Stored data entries
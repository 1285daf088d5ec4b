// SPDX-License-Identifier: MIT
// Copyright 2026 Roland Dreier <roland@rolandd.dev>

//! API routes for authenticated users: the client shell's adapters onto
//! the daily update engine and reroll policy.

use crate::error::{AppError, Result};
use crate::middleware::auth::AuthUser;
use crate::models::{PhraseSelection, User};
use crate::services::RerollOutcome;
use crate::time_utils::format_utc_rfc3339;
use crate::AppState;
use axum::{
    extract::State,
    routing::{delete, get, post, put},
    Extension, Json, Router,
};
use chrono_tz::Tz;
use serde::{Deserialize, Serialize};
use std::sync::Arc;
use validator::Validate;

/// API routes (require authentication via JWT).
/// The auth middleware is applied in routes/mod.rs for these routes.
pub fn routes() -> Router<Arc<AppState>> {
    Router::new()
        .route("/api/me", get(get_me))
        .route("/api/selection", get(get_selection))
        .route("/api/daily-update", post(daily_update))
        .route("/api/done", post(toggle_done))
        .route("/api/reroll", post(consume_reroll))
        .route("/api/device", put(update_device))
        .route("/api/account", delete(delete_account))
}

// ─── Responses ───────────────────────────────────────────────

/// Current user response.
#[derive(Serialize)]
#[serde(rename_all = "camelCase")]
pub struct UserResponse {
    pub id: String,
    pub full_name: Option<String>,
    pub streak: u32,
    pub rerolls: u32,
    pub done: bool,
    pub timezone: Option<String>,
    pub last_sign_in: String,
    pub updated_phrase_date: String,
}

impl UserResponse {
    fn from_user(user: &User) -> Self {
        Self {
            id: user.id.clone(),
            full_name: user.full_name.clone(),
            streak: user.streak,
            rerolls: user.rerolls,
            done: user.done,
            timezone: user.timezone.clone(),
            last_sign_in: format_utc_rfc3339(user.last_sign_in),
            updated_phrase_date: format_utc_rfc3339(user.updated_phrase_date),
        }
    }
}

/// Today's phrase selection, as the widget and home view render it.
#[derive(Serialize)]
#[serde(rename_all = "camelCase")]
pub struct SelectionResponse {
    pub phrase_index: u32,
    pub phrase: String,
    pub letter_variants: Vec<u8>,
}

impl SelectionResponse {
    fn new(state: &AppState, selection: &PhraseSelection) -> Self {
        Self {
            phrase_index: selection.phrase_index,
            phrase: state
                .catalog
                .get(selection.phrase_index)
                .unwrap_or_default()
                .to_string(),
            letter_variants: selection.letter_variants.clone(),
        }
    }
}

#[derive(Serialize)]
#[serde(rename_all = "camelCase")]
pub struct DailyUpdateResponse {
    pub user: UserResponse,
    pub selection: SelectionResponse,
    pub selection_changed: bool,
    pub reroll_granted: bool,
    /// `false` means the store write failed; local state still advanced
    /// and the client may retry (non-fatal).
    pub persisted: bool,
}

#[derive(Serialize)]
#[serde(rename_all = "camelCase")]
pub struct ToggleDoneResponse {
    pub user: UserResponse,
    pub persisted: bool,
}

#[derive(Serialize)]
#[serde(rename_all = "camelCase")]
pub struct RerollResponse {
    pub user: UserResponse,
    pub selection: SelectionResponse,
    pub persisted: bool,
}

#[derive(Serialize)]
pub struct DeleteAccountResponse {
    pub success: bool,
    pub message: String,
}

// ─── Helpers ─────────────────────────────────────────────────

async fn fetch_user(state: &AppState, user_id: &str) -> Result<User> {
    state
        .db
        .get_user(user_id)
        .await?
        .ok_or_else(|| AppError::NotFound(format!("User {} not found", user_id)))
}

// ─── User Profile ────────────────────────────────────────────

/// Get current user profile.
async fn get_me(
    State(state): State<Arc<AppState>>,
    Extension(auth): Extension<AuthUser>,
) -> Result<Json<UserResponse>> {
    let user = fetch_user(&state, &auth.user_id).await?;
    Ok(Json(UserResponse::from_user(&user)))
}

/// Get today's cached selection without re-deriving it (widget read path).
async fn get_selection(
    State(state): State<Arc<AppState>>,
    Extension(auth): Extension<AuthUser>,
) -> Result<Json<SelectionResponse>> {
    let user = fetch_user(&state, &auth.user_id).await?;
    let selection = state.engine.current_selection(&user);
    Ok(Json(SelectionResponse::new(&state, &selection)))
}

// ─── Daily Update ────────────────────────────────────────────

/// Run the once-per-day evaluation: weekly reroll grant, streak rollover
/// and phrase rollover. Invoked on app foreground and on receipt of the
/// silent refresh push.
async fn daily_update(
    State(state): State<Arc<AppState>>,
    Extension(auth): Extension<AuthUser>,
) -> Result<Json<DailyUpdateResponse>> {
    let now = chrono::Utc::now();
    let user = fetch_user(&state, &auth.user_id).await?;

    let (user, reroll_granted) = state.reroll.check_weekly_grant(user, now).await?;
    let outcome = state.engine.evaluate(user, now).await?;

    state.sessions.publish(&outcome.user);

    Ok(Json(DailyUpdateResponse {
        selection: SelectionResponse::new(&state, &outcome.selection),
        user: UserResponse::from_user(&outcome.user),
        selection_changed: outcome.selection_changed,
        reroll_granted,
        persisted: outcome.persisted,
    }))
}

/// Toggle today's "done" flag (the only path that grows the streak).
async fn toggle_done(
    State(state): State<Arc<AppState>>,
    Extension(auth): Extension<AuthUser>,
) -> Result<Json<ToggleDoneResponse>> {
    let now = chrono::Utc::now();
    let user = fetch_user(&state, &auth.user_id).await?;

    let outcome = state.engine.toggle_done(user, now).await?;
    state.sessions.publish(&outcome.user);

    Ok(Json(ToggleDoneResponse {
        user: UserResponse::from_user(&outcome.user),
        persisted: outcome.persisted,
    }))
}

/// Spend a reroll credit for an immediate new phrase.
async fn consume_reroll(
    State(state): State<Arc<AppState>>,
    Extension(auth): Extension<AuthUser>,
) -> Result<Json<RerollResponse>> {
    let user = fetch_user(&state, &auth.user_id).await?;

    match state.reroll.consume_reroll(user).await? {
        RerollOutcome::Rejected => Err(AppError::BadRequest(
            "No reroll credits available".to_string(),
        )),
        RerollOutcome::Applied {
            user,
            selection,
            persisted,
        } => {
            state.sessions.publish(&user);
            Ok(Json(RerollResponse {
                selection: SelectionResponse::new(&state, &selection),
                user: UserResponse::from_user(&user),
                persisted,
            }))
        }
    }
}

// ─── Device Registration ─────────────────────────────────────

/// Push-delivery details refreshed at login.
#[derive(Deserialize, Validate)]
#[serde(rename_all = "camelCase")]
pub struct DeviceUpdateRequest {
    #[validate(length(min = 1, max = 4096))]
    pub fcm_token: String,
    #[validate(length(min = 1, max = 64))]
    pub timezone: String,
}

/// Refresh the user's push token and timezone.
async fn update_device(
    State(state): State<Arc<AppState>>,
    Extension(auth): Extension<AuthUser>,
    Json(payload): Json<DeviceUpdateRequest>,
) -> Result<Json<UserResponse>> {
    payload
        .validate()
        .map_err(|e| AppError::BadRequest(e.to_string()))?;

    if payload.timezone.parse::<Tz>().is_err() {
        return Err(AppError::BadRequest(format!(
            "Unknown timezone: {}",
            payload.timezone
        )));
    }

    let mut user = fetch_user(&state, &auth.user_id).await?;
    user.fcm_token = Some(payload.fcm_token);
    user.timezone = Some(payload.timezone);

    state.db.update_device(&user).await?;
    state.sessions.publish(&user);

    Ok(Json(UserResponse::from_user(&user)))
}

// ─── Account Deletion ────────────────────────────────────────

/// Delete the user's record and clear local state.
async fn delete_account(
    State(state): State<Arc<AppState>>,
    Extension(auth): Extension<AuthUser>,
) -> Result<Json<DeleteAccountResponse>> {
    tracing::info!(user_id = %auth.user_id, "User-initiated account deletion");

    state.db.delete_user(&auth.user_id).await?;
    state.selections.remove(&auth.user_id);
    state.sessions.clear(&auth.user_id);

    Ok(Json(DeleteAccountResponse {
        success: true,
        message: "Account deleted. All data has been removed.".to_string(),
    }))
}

--

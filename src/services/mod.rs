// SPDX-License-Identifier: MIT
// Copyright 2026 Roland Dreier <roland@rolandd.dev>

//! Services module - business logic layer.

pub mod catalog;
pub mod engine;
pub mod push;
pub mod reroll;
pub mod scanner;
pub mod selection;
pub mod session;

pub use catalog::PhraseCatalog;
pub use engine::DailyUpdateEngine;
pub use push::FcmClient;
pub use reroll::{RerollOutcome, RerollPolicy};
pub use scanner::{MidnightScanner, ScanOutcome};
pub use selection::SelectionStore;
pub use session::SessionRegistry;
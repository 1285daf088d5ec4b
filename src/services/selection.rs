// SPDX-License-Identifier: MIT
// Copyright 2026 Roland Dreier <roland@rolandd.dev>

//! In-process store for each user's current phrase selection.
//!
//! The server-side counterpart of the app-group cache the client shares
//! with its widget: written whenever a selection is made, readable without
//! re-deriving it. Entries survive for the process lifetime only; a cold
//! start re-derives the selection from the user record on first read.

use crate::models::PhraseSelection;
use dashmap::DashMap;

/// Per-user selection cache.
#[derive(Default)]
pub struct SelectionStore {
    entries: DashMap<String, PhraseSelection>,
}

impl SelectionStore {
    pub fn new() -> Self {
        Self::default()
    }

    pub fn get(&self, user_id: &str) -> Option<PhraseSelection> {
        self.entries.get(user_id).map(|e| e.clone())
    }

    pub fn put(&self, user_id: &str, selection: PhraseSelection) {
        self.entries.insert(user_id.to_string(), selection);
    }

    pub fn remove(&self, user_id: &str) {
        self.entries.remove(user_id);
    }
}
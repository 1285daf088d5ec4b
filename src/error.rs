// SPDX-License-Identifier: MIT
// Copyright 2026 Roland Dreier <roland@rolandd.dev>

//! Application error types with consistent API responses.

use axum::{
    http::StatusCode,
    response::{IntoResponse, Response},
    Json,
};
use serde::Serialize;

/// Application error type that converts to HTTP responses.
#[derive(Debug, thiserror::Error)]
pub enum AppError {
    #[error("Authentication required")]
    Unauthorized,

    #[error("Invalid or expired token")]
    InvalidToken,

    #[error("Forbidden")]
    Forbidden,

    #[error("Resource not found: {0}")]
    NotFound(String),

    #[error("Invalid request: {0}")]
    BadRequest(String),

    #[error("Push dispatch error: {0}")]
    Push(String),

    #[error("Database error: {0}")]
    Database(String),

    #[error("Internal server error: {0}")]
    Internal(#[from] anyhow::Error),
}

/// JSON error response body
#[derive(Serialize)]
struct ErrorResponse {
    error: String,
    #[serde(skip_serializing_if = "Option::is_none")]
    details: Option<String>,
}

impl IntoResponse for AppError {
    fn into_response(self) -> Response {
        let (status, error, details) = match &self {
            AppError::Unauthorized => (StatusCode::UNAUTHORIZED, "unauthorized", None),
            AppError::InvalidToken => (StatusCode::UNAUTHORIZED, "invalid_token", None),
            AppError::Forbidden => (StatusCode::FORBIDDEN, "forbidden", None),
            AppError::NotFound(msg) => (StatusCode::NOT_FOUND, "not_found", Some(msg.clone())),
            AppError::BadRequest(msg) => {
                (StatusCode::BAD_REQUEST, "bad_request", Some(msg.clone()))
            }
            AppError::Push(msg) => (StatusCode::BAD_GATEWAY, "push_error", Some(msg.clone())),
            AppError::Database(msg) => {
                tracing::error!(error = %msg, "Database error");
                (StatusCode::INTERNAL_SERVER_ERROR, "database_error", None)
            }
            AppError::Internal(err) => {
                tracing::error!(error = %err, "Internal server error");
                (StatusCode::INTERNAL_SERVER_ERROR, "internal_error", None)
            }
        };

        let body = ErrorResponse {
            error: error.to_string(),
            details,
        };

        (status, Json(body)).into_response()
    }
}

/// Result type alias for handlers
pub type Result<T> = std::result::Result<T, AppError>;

...

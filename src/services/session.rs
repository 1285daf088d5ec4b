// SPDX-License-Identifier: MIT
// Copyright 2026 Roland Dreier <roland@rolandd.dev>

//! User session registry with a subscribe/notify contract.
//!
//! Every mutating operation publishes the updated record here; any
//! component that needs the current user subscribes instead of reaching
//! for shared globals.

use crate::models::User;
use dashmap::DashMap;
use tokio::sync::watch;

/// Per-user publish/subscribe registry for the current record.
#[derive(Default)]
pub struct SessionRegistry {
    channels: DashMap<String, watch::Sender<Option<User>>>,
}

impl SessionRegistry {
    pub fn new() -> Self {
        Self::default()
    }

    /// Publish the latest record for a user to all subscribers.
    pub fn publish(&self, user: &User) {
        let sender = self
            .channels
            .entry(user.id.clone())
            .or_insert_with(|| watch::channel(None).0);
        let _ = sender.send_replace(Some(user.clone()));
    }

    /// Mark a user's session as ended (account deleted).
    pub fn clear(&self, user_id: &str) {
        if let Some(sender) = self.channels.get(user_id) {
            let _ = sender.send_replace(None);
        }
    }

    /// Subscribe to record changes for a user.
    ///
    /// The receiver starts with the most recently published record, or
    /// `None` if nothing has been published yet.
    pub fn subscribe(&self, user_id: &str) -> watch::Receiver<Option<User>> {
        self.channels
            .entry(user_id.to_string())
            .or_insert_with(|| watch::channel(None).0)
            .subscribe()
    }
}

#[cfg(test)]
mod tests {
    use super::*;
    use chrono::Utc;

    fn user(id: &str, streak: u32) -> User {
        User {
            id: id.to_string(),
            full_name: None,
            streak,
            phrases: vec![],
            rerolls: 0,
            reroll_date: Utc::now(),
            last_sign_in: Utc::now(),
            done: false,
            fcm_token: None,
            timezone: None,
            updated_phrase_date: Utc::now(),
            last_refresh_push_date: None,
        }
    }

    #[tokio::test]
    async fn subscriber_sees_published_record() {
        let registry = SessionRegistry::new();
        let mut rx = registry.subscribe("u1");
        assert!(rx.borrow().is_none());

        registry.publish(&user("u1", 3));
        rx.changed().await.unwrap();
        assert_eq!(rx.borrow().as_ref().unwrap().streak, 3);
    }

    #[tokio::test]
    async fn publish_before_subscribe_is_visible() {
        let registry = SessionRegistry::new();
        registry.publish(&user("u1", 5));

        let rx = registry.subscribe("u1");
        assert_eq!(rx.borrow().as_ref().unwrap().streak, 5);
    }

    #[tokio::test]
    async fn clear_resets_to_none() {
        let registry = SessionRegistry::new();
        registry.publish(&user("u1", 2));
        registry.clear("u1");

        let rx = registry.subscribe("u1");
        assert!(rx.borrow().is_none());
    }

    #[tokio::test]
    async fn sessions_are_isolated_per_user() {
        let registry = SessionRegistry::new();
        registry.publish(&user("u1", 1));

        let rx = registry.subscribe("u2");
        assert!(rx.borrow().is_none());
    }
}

(ABOUT THIS TASK):
Compute the number of lines in the entries above that hold the word "struct"; the answer must contain nothing else.

(TASK ANSWER):
10